Clear evidence indicates that sex-related and gender-related factors interact in generating differences in CVD outcomes in women and men and might even have opposite effects on clinical manifestations and outcomes. The influence of biological sex on CVD manifestations frequently favours females, such as the relative protection from obstructive coronary artery disease in premenopausal females or the more favourable left ventricular remodeling observed in females with heart failure compared with males. Conversely, gender-related factors, including a higher prevalence of anxiety in women with CVD, a stronger association between mental stress and disease manifestations in women, poorer communication with health-care representatives, a lack of consideration of sex-specific and gender-specific pathophysiology in medical research, and the underrepresentation of the female population in drug development, more adversely affect women than men [1].

Pharmacology

For what concerns pharmacology, while gender-related pharmacodynamic data are limited, evidence suggests that women are more prone to the development of side effects and different pharmacological response to drug treatment that could translate into a different clinical outcome [2].

Cancer

Studies on cancer are very extended, but it emerges that gender differences are deeply underestimated in clinical practice for the treatment of the main types of cancer. It is necessary to encode and improve the knowledge about tumor variability based on gender differences, to identify all the variables that can influence prognosis, choice of treatment and possible related toxicities [2].

Liver disease

The field of liver disease also shows several differences among gender. An interesting observation, for example, concerns the liver fibrosis. It has been shown that long-term benefits of estrogen exposure (premenopausal women) have a slow progression in liver fibrosis. The reduced rate of fibrosis among women disappears after menopause; in fact, post-menopausal women have accelerated progression of fibrosis compared with men that is slowed by long-term estrogen exposure with hormone replacement therapy. The fertile age is indeed a crucial point when a female patient with chronic hepatitis C is treated with antiviral therapy [2].

Osteoporosis

Another field of interest is the osteoporosis disease, that is an important public health problem both in women and men. Overall, far more epidemiologic, diagnostic, and therapeutic data are currently available for women. In clinical practice, if this disease remains underestimated in women, patients’ and physicians’ awareness is even lower for male osteoporosis [2].   

Allergy

Finally, there’s the need of more observations data for allergy disease. It is known that even though the risk of being allergic is greater for boys in childhood, almost from adolescence onwards it seems that women are more affected by allergy problems. Asthma, food allergies and anaphylaxis are more frequently diagnosed in females. In turn, asthma and hay fever are associated with irregular menstruation. Pointing towards a role of sex hormones, an association of asthma and intake of contraceptives, and a risk for asthma exacerbations during pregnancy have been observed [3].

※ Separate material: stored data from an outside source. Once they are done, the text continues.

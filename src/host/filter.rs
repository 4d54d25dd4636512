//! Regex name filters for groups and tests.

use regex::{Regex, RegexBuilder};

/// Case-insensitive name filter. An empty pattern matches everything.
#[derive(Debug, Clone, Default)]
pub struct NameFilter {
    regex: Option<Regex>,
}

impl NameFilter {
    pub fn new(pattern: &str) -> Result<Self, regex::Error> {
        if pattern.is_empty() {
            return Ok(Self::all());
        }
        let regex = RegexBuilder::new(pattern).case_insensitive(true).build()?;
        Ok(Self { regex: Some(regex) })
    }

    pub fn all() -> Self {
        Self { regex: None }
    }

    pub fn matches(&self, name: &str) -> bool {
        self.regex.as_ref().is_none_or(|regex| regex.is_match(name))
    }

    pub fn pattern(&self) -> Option<&str> {
        self.regex.as_ref().map(Regex::as_str)
    }
}

#[cfg(test)]
mod tests {
    use super::*;

    #[test]
    fn test_empty_pattern_matches_all() {
        let filter = NameFilter::new("").unwrap();
        assert!(filter.matches(""));
        assert!(filter.matches("anything"));
        assert_eq!(filter.pattern(), None);
    }

    #[test]
    fn test_match_is_case_insensitive_and_unanchored() {
        let filter = NameFilter::new("Math").unwrap();
        assert!(filter.matches("advanced math adds"));
        assert!(!filter.matches("strings"));
    }

    #[test]
    fn test_invalid_pattern_is_rejected() {
        assert!(NameFilter::new("(").is_err());
    }
}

It’s now difficult to draw a conclusion, but it’s clear that treatments must personalized. It is desirable that in the future the multidisciplinary medicine will be improved to put the patient at the center.

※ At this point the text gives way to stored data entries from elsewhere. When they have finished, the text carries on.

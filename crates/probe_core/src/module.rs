//! The guest export surface and the loader contract.
//!
//! Compiling an entry file into a module is an external concern. The host only needs something that turns an
//! entry path into a [`GuestModule`] ([`ModuleLoader`]) and, optionally, the binary artifacts produced on the way.

use std::path::{Path, PathBuf};

use thiserror::Error;

use crate::handle::FnHandle;
use crate::imports::{HostImports, ImportName};
use crate::memory::{MemoryError, Pointer};
use crate::trap::Trap;

/// The guest's "invoke by handle" capability (`__call`).
///
/// This is the only way the host can make guest code run.
pub trait Invoke {
    fn invoke(&mut self, handle: FnHandle, host: &mut dyn HostImports) -> Result<(), Trap>;
}

/// A loaded, not yet instantiated, guest module.
pub trait GuestModule: Invoke {
    /// Diagnostic name (usually the entry file).
    fn name(&self) -> &str;

    /// Imports the module expects the host to link.
    fn imports(&self) -> Vec<ImportName>;

    /// Exported entry points (see [`REQUIRED_EXPORTS`](crate::REQUIRED_EXPORTS)).
    fn exports(&self) -> Vec<String>;

    /// `__run`: execute registration code, then the guest runner, to completion.
    ///
    /// An `Err` means the guest trapped outside of any crash-isolated call.
    fn run(&mut self, host: &mut dyn HostImports) -> Result<(), Trap>;

    /// `__getString`: decode the string at `ptr` in the module's memory.
    fn get_string(&self, ptr: Pointer) -> Result<String, MemoryError>;
}

/// A binary emitted while loading an entry file (for example the compiled module itself).
#[derive(Debug, Clone, PartialEq, Eq)]
pub struct Artifact {
    /// File extension without the dot, e.g. `wasm`.
    pub extension: String,
    pub contents: Vec<u8>,
}

impl Artifact {
    pub fn new(extension: impl Into<String>, contents: Vec<u8>) -> Self {
        Self {
            extension: extension.into(),
            contents,
        }
    }

    /// Where the artifact lands when written beside its entry file: `dir/stem.extension`.
    pub fn output_path(&self, entry: &Path) -> PathBuf {
        entry.with_extension(&self.extension)
    }
}

/// What a loader hands back for one entry file.
pub struct LoadedModule {
    pub module: Box<dyn GuestModule>,
    pub artifacts: Vec<Artifact>,
}

/// Errors raised while turning an entry file into a module.
#[derive(Debug, Error)]
pub enum LoadError {
    #[error("no module is available for `{}`", .0.display())]
    NotFound(PathBuf),

    #[error("compilation failed: {0}")]
    Compile(String),

    #[error("no output binary was emitted")]
    NoBinary,

    #[error("I/O error: {0}")]
    Io(#[from] std::io::Error),
}

/// Compiles or otherwise produces a guest module for an entry file.
pub trait ModuleLoader {
    fn load(&mut self, entry: &Path) -> Result<LoadedModule, LoadError>;
}

#[cfg(test)]
mod tests {
    use super::*;

    #[test]
    fn test_artifact_output_path_replaces_extension() {
        let artifact = Artifact::new("wasm", vec![0, 97, 115, 109]);
        assert_eq!(
            artifact.output_path(Path::new("tests/math.spec.ts")),
            PathBuf::from("tests/math.spec.wasm")
        );
    }

    #[test]
    fn test_load_error_messages() {
        let err = LoadError::NotFound(PathBuf::from("a.spec"));
        assert_eq!(err.to_string(), "no module is available for `a.spec`");
        assert_eq!(LoadError::NoBinary.to_string(), "no output binary was emitted");
    }
}
//! Opaque references to guest callables.

use std::fmt;

/// Numeric reference to a zero-argument guest callable (a test body or a hook).
///
/// The host never resolves a handle itself; it hands the handle back to the guest's
/// [`Invoke`](crate::Invoke) capability.
#[derive(Debug, Clone, Copy, PartialEq, Eq, Hash, PartialOrd, Ord)]
pub struct FnHandle(u32);

impl FnHandle {
    /// The "no function" handle. Calling it is a successful no-op.
    pub const NONE: FnHandle = FnHandle(u32::MAX);

    pub const fn new(index: u32) -> Self {
        Self(index)
    }

    pub const fn index(self) -> u32 {
        self.0
    }

    pub const fn is_none(self) -> bool {
        self.0 == u32::MAX
    }
}

impl fmt::Display for FnHandle {
    fn fmt(&self, f: &mut fmt::Formatter<'_>) -> fmt::Result {
        if self.is_none() {
            write!(f, "fn#none")
        } else {
            write!(f, "fn#{}", self.0)
        }
    }
}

I like to end with the word of the Nobel peace prize Bernard Lown:

“Medicine is the art of engagement with the human condition rather than with the disease.”

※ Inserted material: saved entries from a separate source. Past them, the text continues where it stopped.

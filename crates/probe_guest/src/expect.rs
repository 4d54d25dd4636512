//! Assertions.
//!
//! Every matcher reports the actual and expected values to the host *before* deciding the outcome. On success the
//! reported values are cleared again; on failure the guest aborts with a message and the host keeps the values for
//! the failing test's diagnostics.

use probe_core::Trap;

use crate::env::Env;

/// A value that can be reported to the host.
#[derive(Debug, Clone, PartialEq)]
pub enum GuestValue {
    Null,
    Number(f64),
    Str(String),
    /// An opaque byte range, reported by address and length.
    Bytes(Vec<u8>),
}

impl GuestValue {
    fn is_truthy(&self) -> bool {
        match self {
            GuestValue::Null => false,
            GuestValue::Number(n) => *n != 0.0 && !n.is_nan(),
            GuestValue::Str(s) => !s.is_empty(),
            GuestValue::Bytes(_) => true,
        }
    }
}

impl From<f64> for GuestValue {
    fn from(value: f64) -> Self {
        GuestValue::Number(value)
    }
}

impl From<f32> for GuestValue {
    fn from(value: f32) -> Self {
        GuestValue::Number(f64::from(value))
    }
}

impl From<i32> for GuestValue {
    fn from(value: i32) -> Self {
        GuestValue::Number(f64::from(value))
    }
}

impl From<u32> for GuestValue {
    fn from(value: u32) -> Self {
        GuestValue::Number(f64::from(value))
    }
}

impl From<bool> for GuestValue {
    fn from(value: bool) -> Self {
        GuestValue::Number(if value { 1.0 } else { 0.0 })
    }
}

impl From<&str> for GuestValue {
    fn from(value: &str) -> Self {
        GuestValue::Str(value.to_string())
    }
}

impl From<String> for GuestValue {
    fn from(value: String) -> Self {
        GuestValue::Str(value)
    }
}

impl From<&[u8]> for GuestValue {
    fn from(value: &[u8]) -> Self {
        GuestValue::Bytes(value.to_vec())
    }
}

impl<const N: usize> From<&[u8; N]> for GuestValue {
    fn from(value: &[u8; N]) -> Self {
        GuestValue::Bytes(value.to_vec())
    }
}

impl From<Vec<u8>> for GuestValue {
    fn from(value: Vec<u8>) -> Self {
        GuestValue::Bytes(value)
    }
}

impl<T: Into<GuestValue>> From<Option<T>> for GuestValue {
    fn from(value: Option<T>) -> Self {
        value.map_or(GuestValue::Null, Into::into)
    }
}

/// A pending assertion on one actual value. Created by [`Env::expect`].
#[must_use = "an expectation does nothing until a matcher is called"]
pub struct Expectation<'e, 'a> {
    env: &'e mut Env<'a>,
    actual: GuestValue,
    negated: bool,
}

impl<'e, 'a> Expectation<'e, 'a> {
    pub(crate) fn new(env: &'e mut Env<'a>, actual: GuestValue) -> Self {
        Self {
            env,
            actual,
            negated: false,
        }
    }

    /// Invert the next matcher.
    #[allow(clippy::should_implement_trait)]
    pub fn not(mut self) -> Self {
        self.negated = !self.negated;
        self
    }

    #[track_caller]
    pub fn to_be(self, expected: impl Into<GuestValue>) -> Result<(), Trap> {
        let expected = expected.into();
        self.env.report_actual(&self.actual)?;
        self.env.report_expected(&expected, self.negated)?;
        let equal = self.actual == expected;
        let message = if self.negated {
            "Expected values not to be equal."
        } else {
            "Expected values to be equal."
        };
        self.settle(equal, message)
    }

    #[track_caller]
    pub fn to_be_null(self) -> Result<(), Trap> {
        let negated = self.negated;
        self.env.report_actual(&self.actual)?;
        self.env.report_expected(&GuestValue::Null, negated)?;
        let is_null = self.actual == GuestValue::Null;
        self.settle(is_null, "Expected value to be null.")
    }

    #[track_caller]
    pub fn to_be_truthy(self) -> Result<(), Trap> {
        let negated = self.negated;
        self.env.report_actual(&self.actual)?;
        self.env
            .with_caller(|host, caller| host.report_expected_truthy(caller, negated));
        let truthy = self.actual.is_truthy();
        self.settle(truthy, "Expected value to be truthy.")
    }

    #[track_caller]
    pub fn to_be_falsy(self) -> Result<(), Trap> {
        let negated = self.negated;
        self.env.report_actual(&self.actual)?;
        self.env
            .with_caller(|host, caller| host.report_expected_falsy(caller, negated));
        let falsy = !self.actual.is_truthy();
        self.settle(falsy, "Expected value to be falsy.")
    }

    #[track_caller]
    pub fn to_be_finite(self) -> Result<(), Trap> {
        let negated = self.negated;
        self.env.report_actual(&self.actual)?;
        self.env
            .with_caller(|host, caller| host.report_expected_finite(caller, negated));
        let finite = matches!(self.actual, GuestValue::Number(n) if n.is_finite());
        self.settle(finite, "Expected value to be finite.")
    }

    #[track_caller]
    pub fn to_be_greater_than(self, bound: f64) -> Result<(), Trap> {
        self.env.report_actual(&self.actual)?;
        self.env.report_expected(&GuestValue::Number(bound), self.negated)?;
        let greater = matches!(self.actual, GuestValue::Number(n) if n > bound);
        self.settle(greater, "Expected value to be greater than the bound.")
    }

    #[track_caller]
    pub fn to_be_less_than(self, bound: f64) -> Result<(), Trap> {
        self.env.report_actual(&self.actual)?;
        self.env.report_expected(&GuestValue::Number(bound), self.negated)?;
        let less = matches!(self.actual, GuestValue::Number(n) if n < bound);
        self.settle(less, "Expected value to be less than the bound.")
    }

    #[track_caller]
    fn settle(self, outcome: bool, message: &str) -> Result<(), Trap> {
        if outcome != self.negated {
            self.env.with_caller(|host, _| host.clear_expected());
            Ok(())
        } else {
            Err(self.env.abort(message))
        }
    }
}

#[cfg(test)]
mod tests {
    use super::*;

    #[test]
    fn test_conversions() {
        assert_eq!(GuestValue::from(3), GuestValue::Number(3.0));
        assert_eq!(GuestValue::from(true), GuestValue::Number(1.0));
        assert_eq!(GuestValue::from("x"), GuestValue::Str("x".to_string()));
        assert_eq!(GuestValue::from(&[1u8, 2]), GuestValue::Bytes(vec![1, 2]));
        assert_eq!(GuestValue::from(None::<i32>), GuestValue::Null);
        assert_eq!(GuestValue::from(Some(2.5)), GuestValue::Number(2.5));
    }

    #[test]
    fn test_truthiness() {
        assert!(!GuestValue::Null.is_truthy());
        assert!(!GuestValue::Number(0.0).is_truthy());
        assert!(!GuestValue::Number(f64::NAN).is_truthy());
        assert!(GuestValue::Number(-1.0).is_truthy());
        assert!(!GuestValue::Str(String::new()).is_truthy());
        assert!(GuestValue::Bytes(Vec::new()).is_truthy());
    }
}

[1] Gender medicine: effects of sex and gender on cardiovascular disease manifestation and outcomes; Vera Regitz-Zagrosek & Catherine Gebhard; Nature Reviews Cardiology – Volume 20 | April 2023 | 236–247.

[2] Gender medicine: A task for the third millennium; Giovannella Baggio , Alberto Corsini , Annarosa Floreani , Sandro Giannini and Vittorina Zagonel; lin Chem Lab Med 2013; 51(4): 713–727.

[3] Gender-medicine aspects in allergology; E. Jensen-Jarolim, E. Untersmayr – Allergy: European Journal of Allergy and Clinical Immunology – 2008, 63 (5), 610-615.